News: Sepsis survivors face future health problems
October 28, 2010
CDI Strategies - Volume 4, Issue 22
Patients who survive sepsis infections face a long battle with cognitive and physical decline, according to research from University of Michigan Health System physicians that will be published in the Journal of the American Medical Association (JAMA) today, Oct. 27. Theodore "Jack" Iwashyna, M.D., an assistant professor of Internal Medicine, and his colleagues found that older patients hospitalized with sepsis are more than three times as likely to develop these problems.

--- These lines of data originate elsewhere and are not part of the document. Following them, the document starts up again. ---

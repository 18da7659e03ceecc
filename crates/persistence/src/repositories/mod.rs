//! Repository implementations for database operations.

pub mod affiliate;
pub mod dashboard;
pub mod deal;
pub mod invite;
pub mod link_event;
pub mod system_config;
pub mod user;

pub use affiliate::{AffiliateRepository, NewAccount, NewAffiliate};
pub use dashboard::{DashboardRepository, TransactionFilter};
pub use deal::DealRepository;
pub use invite::{InviteRepository, NewInvite};
pub use link_event::{LinkEventFilter, LinkEventRepository, NewLinkEvent};
pub use system_config::SystemConfigRepository;
pub use user::UserRepository;
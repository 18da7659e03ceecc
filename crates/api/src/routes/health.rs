//! Health check endpoint handlers.

use axum::{extract::State, http::StatusCode, Json};
use serde::Serialize;

use crate::app::AppState;

#[derive(Debug, Serialize)]
#[serde(rename_all = "snake_case")]
pub struct HealthResponse {
    pub status: String,
    pub version: String,
    pub database: DatabaseHealth,
    pub partners: PartnersHealth,
}

#[derive(Debug, Serialize)]
#[serde(rename_all = "snake_case")]
pub struct DatabaseHealth {
    pub connected: bool,
    pub latency_ms: Option<u64>,
}

/// Whether each partner has an API key. No partner call is made.
#[derive(Debug, Serialize)]
#[serde(rename_all = "snake_case")]
pub struct PartnersHealth {
    pub otg_configured: bool,
    pub superbet_configured: bool,
    pub webhook_configured: bool,
}

/// Simple status response for liveness/readiness probes.
#[derive(Debug, Serialize)]
pub struct StatusResponse {
    pub status: String,
}

/// GET /health
///
/// 503 when the database does not answer.
pub async fn health_check(
    State(state): State<AppState>,
) -> Result<Json<HealthResponse>, StatusCode> {
    let start = std::time::Instant::now();
    let db_connected = persistence::db::ping(&state.pool).await.is_ok();
    let latency_ms = start.elapsed().as_millis() as u64;

    if !db_connected {
        return Err(StatusCode::SERVICE_UNAVAILABLE);
    }

    Ok(Json(HealthResponse {
        status: "healthy".to_string(),
        version: env!("CARGO_PKG_VERSION").to_string(),
        database: DatabaseHealth {
            connected: true,
            latency_ms: Some(latency_ms),
        },
        partners: PartnersHealth {
            otg_configured: state.partners.otg.is_configured(),
            superbet_configured: state.partners.superbet.is_configured(),
            webhook_configured: !state.config.partners.superbet.webhook_token.is_empty(),
        },
    }))
}

/// GET /health/live
pub async fn live() -> Json<StatusResponse> {
    Json(StatusResponse {
        status: "alive".to_string(),
    })
}

/// GET /health/ready
pub async fn ready(State(state): State<AppState>) -> Result<Json<StatusResponse>, StatusCode> {
    let db_connected = persistence::db::ping(&state.pool).await.is_ok();

    if db_connected {
        Ok(Json(StatusResponse {
            status: "ready".to_string(),
        }))
    } else {
        Err(StatusCode::SERVICE_UNAVAILABLE)
    }
}
//! System configuration repository.
//!
//! Plain key/value rows. Reads of a missing key insert the default with
//! `ON CONFLICT DO NOTHING`, so concurrent first reads agree on one row.

use domain::models::system_config::{parse_decimal_setting, ConfigKey};
use domain::services::DefaultTerms;
use sqlx::PgPool;
use tracing::warn;

use crate::metrics::QueryTimer;

/// Repository for system configuration operations.
#[derive(Clone)]
pub struct SystemConfigRepository {
    pool: PgPool,
}

impl SystemConfigRepository {
    pub fn new(pool: PgPool) -> Self {
        Self { pool }
    }

    pub async fn get(&self, key: &str) -> Result<Option<String>, sqlx::Error> {
        let timer = QueryTimer::new("get_system_config");
        let result = sqlx::query_scalar::<_, String>("SELECT value FROM system_config WHERE key = $1")
            .bind(key)
            .fetch_optional(&self.pool)
            .await;
        timer.record();
        result
    }

    /// Stored value, inserting `default` first when the key is missing.
    pub async fn get_or_insert(&self, key: &str, default: &str) -> Result<String, sqlx::Error> {
        if let Some(value) = self.get(key).await? {
            return Ok(value);
        }

        let timer = QueryTimer::new("insert_system_config_default");
        sqlx::query(
            r#"
            INSERT INTO system_config (key, value)
            VALUES ($1, $2)
            ON CONFLICT (key) DO NOTHING
            "#,
        )
        .bind(key)
        .bind(default)
        .execute(&self.pool)
        .await?;
        timer.record();

        Ok(self.get(key).await?.unwrap_or_else(|| default.to_string()))
    }

    pub async fn set(&self, key: &str, value: &str) -> Result<(), sqlx::Error> {
        let timer = QueryTimer::new("set_system_config");
        sqlx::query(
            r#"
            INSERT INTO system_config (key, value)
            VALUES ($1, $2)
            ON CONFLICT (key) DO UPDATE SET value = EXCLUDED.value, updated_at = NOW()
            "#,
        )
        .bind(key)
        .bind(value)
        .execute(&self.pool)
        .await?;
        timer.record();
        Ok(())
    }

    /// Inserts every missing key with its default. Existing values are kept.
    pub async fn seed_defaults(&self) -> Result<(), sqlx::Error> {
        for key in ConfigKey::ALL {
            self.get_or_insert(key.key(), key.default_value()).await?;
        }
        Ok(())
    }

    /// A numeric setting; unparsable stored values fall back to the default.
    pub async fn decimal_setting(
        &self,
        key: ConfigKey,
    ) -> Result<rust_decimal::Decimal, sqlx::Error> {
        let raw = self.get_or_insert(key.key(), key.default_value()).await?;
        let (value, fell_back) = parse_decimal_setting(key, &raw);
        if fell_back {
            warn!(key = key.key(), value = %raw, "Unparsable system config value, using default");
        }
        Ok(value)
    }

    /// Current CPA and revenue-share defaults.
    pub async fn default_terms(&self) -> Result<DefaultTerms, sqlx::Error> {
        Ok(DefaultTerms {
            cpa_value: self.decimal_setting(ConfigKey::CpaValue).await?,
            rev_share_percentage: self
                .decimal_setting(ConfigKey::RevenueSharePercentage)
                .await?,
        })
    }
}
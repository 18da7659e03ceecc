//! Scheduled partner syncs.

use domain::models::partner::PartnerKind;
use tracing::info;

use crate::error::ApiError;
use crate::services::SyncService;

use super::scheduler::{Job, JobFrequency};

const PARTNERS: [PartnerKind; 2] = [PartnerKind::Otg, PartnerKind::Superbet];

/// Mirrors partner affiliates into the registry once an hour.
pub struct AffiliateSyncJob {
    sync: SyncService,
}

impl AffiliateSyncJob {
    pub fn new(sync: SyncService) -> Self {
        Self { sync }
    }
}

#[async_trait::async_trait]
impl Job for AffiliateSyncJob {
    fn name(&self) -> &'static str {
        "affiliate_sync"
    }

    fn frequency(&self) -> JobFrequency {
        JobFrequency::Hourly
    }

    async fn execute(&self) -> Result<(), String> {
        let mut failures = Vec::new();
        for kind in PARTNERS {
            match self.sync.run_affiliate_sync(kind).await {
                Ok(_) => {}
                Err(ApiError::Conflict(_)) => {
                    info!(partner = %kind, "Affiliate sync already running, skipping");
                }
                Err(e) => failures.push(format!("{}: {}", kind, e)),
            }
        }
        into_result(failures)
    }
}

/// Reconciles the rolling results window every five minutes.
pub struct ResultsSyncJob {
    sync: SyncService,
}

impl ResultsSyncJob {
    pub fn new(sync: SyncService) -> Self {
        Self { sync }
    }
}

#[async_trait::async_trait]
impl Job for ResultsSyncJob {
    fn name(&self) -> &'static str {
        "results_sync"
    }

    fn frequency(&self) -> JobFrequency {
        JobFrequency::Minutes(5)
    }

    async fn execute(&self) -> Result<(), String> {
        let mut failures = Vec::new();
        for kind in PARTNERS {
            match self.sync.run_results_sync(kind, None).await {
                Ok(summary) if summary.configured => {
                    info!(
                        partner = %kind,
                        rows = summary.rows_processed,
                        ftds = summary.ftds_created,
                        commissions = summary.commissions_created,
                        "Scheduled results sync finished"
                    );
                }
                Ok(_) => {}
                Err(ApiError::Conflict(_)) => {
                    info!(partner = %kind, "Results sync already running, skipping");
                }
                Err(e) => failures.push(format!("{}: {}", kind, e)),
            }
        }
        into_result(failures)
    }
}

/// One partner failing does not stop the other; both errors are reported.
fn into_result(failures: Vec<String>) -> Result<(), String> {
    if failures.is_empty() {
        Ok(())
    } else {
        Err(failures.join("; "))
    }
}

The JAMA research shows that 60 percent of hospitalizations for severe sepsis were associated with worsened cognitive and physical function among surviving older adults. The odds of acquiring moderate to severe cognitive impairment were 3.3 times higher following an episode of sepsis than for other hospitalizations.
Severe sepsis also was associated with greater risk for the development of new functional limitations following hospitalization, says Iwashyna.
Among patients who had no limitations before sepsis, more than 40% developed trouble with walking. Nearly 1 in 5 developed new problems with shopping or preparing a meal. Patients often developed new problems with such basic things as bathing and toileting themselves.
“We used to think of sepsis as just a medical emergency, an infection that you get sick with and then recover,” said Iwashyna, “But we discovered a significant number of people face years of problems afterwards.”